Saw this on Twitter.  The person setting this up admits to giving minors hormone therapy without parents consent.  

Tweet here.






Not sure if posted earlier.  Apologies if that's the case.


----------



## Malodorous Merkin (Aug 21, 2022)

https://kiwifarms.net/threads/trans-streamer-keffals-swatted-and-arrested-in-her-home.126824/
		




			https://kiwifarms.net/threads/keffals-clara-sorrenti-lucas-roberts.115295/


----------



## Wormy (Aug 21, 2022)

Even if he wasn't a groomer and hypocrite on swatting, I wouldn't cheer him on. You want to take down KF so badly? Weak ass protesting ain't going to do shit.
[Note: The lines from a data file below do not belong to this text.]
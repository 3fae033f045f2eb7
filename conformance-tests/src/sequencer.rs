//! Ordered pipeline of dependent conformance steps
//!
//! Steps share a [`RunContext`] that grows as values are extracted from
//! responses. A step declares the context value it needs; the pipeline skips
//! it when that value was never produced. No step can abort the run.

use async_trait::async_trait;
use serde::{Deserialize, Serialize};
use std::fmt;
use std::time::Instant;
use tracing::{debug, info};

use crate::report::{ConformanceReport, ReportSink, StepFailure, StepOutcome, StepReport};
use crate::session::SessionClient;
use crate::steps::{self, AgentFixture};

/// Identifies a step in the standard pipeline
#[derive(Debug, Clone, Copy, PartialEq, Eq, Hash, Serialize, Deserialize)]
#[serde(rename_all = "snake_case")]
pub enum StepId {
    /// `resources/list`
    ListResources,
    /// `station://environments`
    ReadEnvironments,
    /// `station://agents`
    ReadAgents,
    /// `station://mcp-configs`
    ReadMcpConfigs,
    /// `tools/list`
    ListTools,
    /// `create_agent` tool call
    CreateAgent,
    /// `station://agents/{id}` for the created agent
    ReadAgentDetails,
    /// `station://agents/{id}/runs` for the created agent
    ReadAgentRuns,
    /// `station://environments/{id}/tools`
    ReadEnvironmentTools,
}

impl StepId {
    /// Stable snake_case name
    pub fn name(&self) -> &'static str {
        match self {
            StepId::ListResources => "list_resources",
            StepId::ReadEnvironments => "read_environments",
            StepId::ReadAgents => "read_agents",
            StepId::ReadMcpConfigs => "read_mcp_configs",
            StepId::ListTools => "list_tools",
            StepId::CreateAgent => "create_agent",
            StepId::ReadAgentDetails => "read_agent_details",
            StepId::ReadAgentRuns => "read_agent_runs",
            StepId::ReadEnvironmentTools => "read_environment_tools",
        }
    }

    /// Human-readable description
    pub fn description(&self) -> &'static str {
        match self {
            StepId::ListResources => "List available resources",
            StepId::ReadEnvironments => "Read the environments collection",
            StepId::ReadAgents => "Read the agents collection",
            StepId::ReadMcpConfigs => "Read the MCP configs collection",
            StepId::ListTools => "List available tools",
            StepId::CreateAgent => "Create an agent through the create_agent tool",
            StepId::ReadAgentDetails => "Read the created agent through its detail resource",
            StepId::ReadAgentRuns => "Read the created agent's run history",
            StepId::ReadEnvironmentTools => "Read the tools of the first environment",
        }
    }
}

impl fmt::Display for StepId {
    fn fmt(&self, f: &mut fmt::Formatter<'_>) -> fmt::Result {
        f.write_str(self.name())
    }
}

/// Context value a step needs from an earlier step
#[derive(Debug, Clone, Copy, PartialEq, Eq, Serialize, Deserialize)]
#[serde(rename_all = "snake_case")]
pub enum Dependency {
    /// An environment id read from the environments collection
    EnvironmentId,
    /// The agent created through the `create_agent` tool
    CreatedAgent,
}

impl Dependency {
    /// Whether the context holds this value
    pub fn is_satisfied(&self, ctx: &RunContext) -> bool {
        match self {
            Dependency::EnvironmentId => ctx.environment_id.is_some(),
            Dependency::CreatedAgent => ctx.agent.is_some(),
        }
    }
}

impl fmt::Display for Dependency {
    fn fmt(&self, f: &mut fmt::Formatter<'_>) -> fmt::Result {
        match self {
            Dependency::EnvironmentId => f.write_str("environment id"),
            Dependency::CreatedAgent => f.write_str("created agent id"),
        }
    }
}

/// Agent created during the run, with the values that were sent
#[derive(Debug, Clone, PartialEq, Eq)]
pub struct CreatedAgent {
    /// Identifier assigned by the service
    pub id: i64,
    /// Name sent in the tool arguments
    pub name: String,
    /// Description sent in the tool arguments
    pub description: String,
}

/// Values accumulated across steps within one run
#[derive(Debug, Clone, Default, PartialEq, Eq)]
pub struct RunContext {
    /// First environment id seen in the environments collection
    pub environment_id: Option<i64>,
    /// Agent created by the tool call
    pub agent: Option<CreatedAgent>,
}

/// One stage of the pipeline
#[async_trait]
pub trait ConformanceStep: Send + Sync {
    /// Which step this is
    fn id(&self) -> StepId;

    /// Context value required before the step can run
    fn dependency(&self) -> Option<Dependency> {
        None
    }

    /// Run the step, returning a pass detail or the failure
    async fn execute(
        &self,
        session: &mut SessionClient,
        ctx: &mut RunContext,
    ) -> Result<String, StepFailure>;
}

/// Runs steps in order against one session
pub struct Sequencer {
    steps: Vec<Box<dyn ConformanceStep>>,
}

impl Sequencer {
    /// Pipeline with an explicit list of steps
    pub fn new(steps: Vec<Box<dyn ConformanceStep>>) -> Self {
        Self { steps }
    }

    /// The standard Station resources-vs-tools pipeline
    pub fn standard(fixture: AgentFixture) -> Self {
        Self::new(steps::standard(fixture))
    }

    /// Steps in execution order
    pub fn steps(&self) -> impl Iterator<Item = &dyn ConformanceStep> {
        self.steps.iter().map(|s| s.as_ref())
    }

    /// Run every step and collect the report
    pub async fn run(&self, session: &mut SessionClient) -> ConformanceReport {
        self.run_with_sink(session, &mut ()).await
    }

    /// Run every step, forwarding each result to `sink` as it completes
    pub async fn run_with_sink(
        &self,
        session: &mut SessionClient,
        sink: &mut dyn ReportSink,
    ) -> ConformanceReport {
        let started = Instant::now();
        let mut report = ConformanceReport::new(session.endpoint());
        let mut ctx = RunContext::default();

        info!(
            "Running {} conformance steps against {}",
            self.steps.len(),
            session.endpoint()
        );

        for step in &self.steps {
            let id = step.id();
            sink.step_started(id.name());

            let step_started = Instant::now();
            let outcome = match step.dependency() {
                Some(dependency) if !dependency.is_satisfied(&ctx) => {
                    debug!(step = id.name(), "Skipping, missing {}", dependency);
                    StepOutcome::DependencySkipped {
                        missing: dependency,
                    }
                }
                _ => StepOutcome::from(step.execute(session, &mut ctx).await),
            };

            info!(step = id.name(), status = ?outcome.status(), "{}", outcome.summary());
            let entry = StepReport::new(id.name(), id.description(), outcome, step_started.elapsed());
            sink.step_finished(&entry);
            report.steps.push(entry);
        }

        report.record_session(session);
        report.duration_ms = started.elapsed().as_millis() as u64;
        report
    }
}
Only when KF' farms move againt the normies and they bring the hammer down will that happen. So sit back, shut up, and wait patiently like the rest of us, ya nonce.


----------



## northstar747 (Aug 22, 2022)

Will Luke be there or is this like twitter addiction


----------



## Stoneheart (Aug 22, 2022)

that will never work, they should go busshist style, thats the only protest that works...


----------



## Chaos Theorist (Aug 22, 2022)

in minecraft


----------



## Ben Affleck (Aug 22, 2022)

rise up kiwis !


----------



## Beak Thing (Aug 25, 2022)

Ben Affleck said:


> rise up kiwis !


Trannies vs. Kiwis in Weimar-style street battles. Never thought I'd see the day.


----------



## Neurotypical Mantis (Aug 26, 2022)

inb4 nobody goes


----------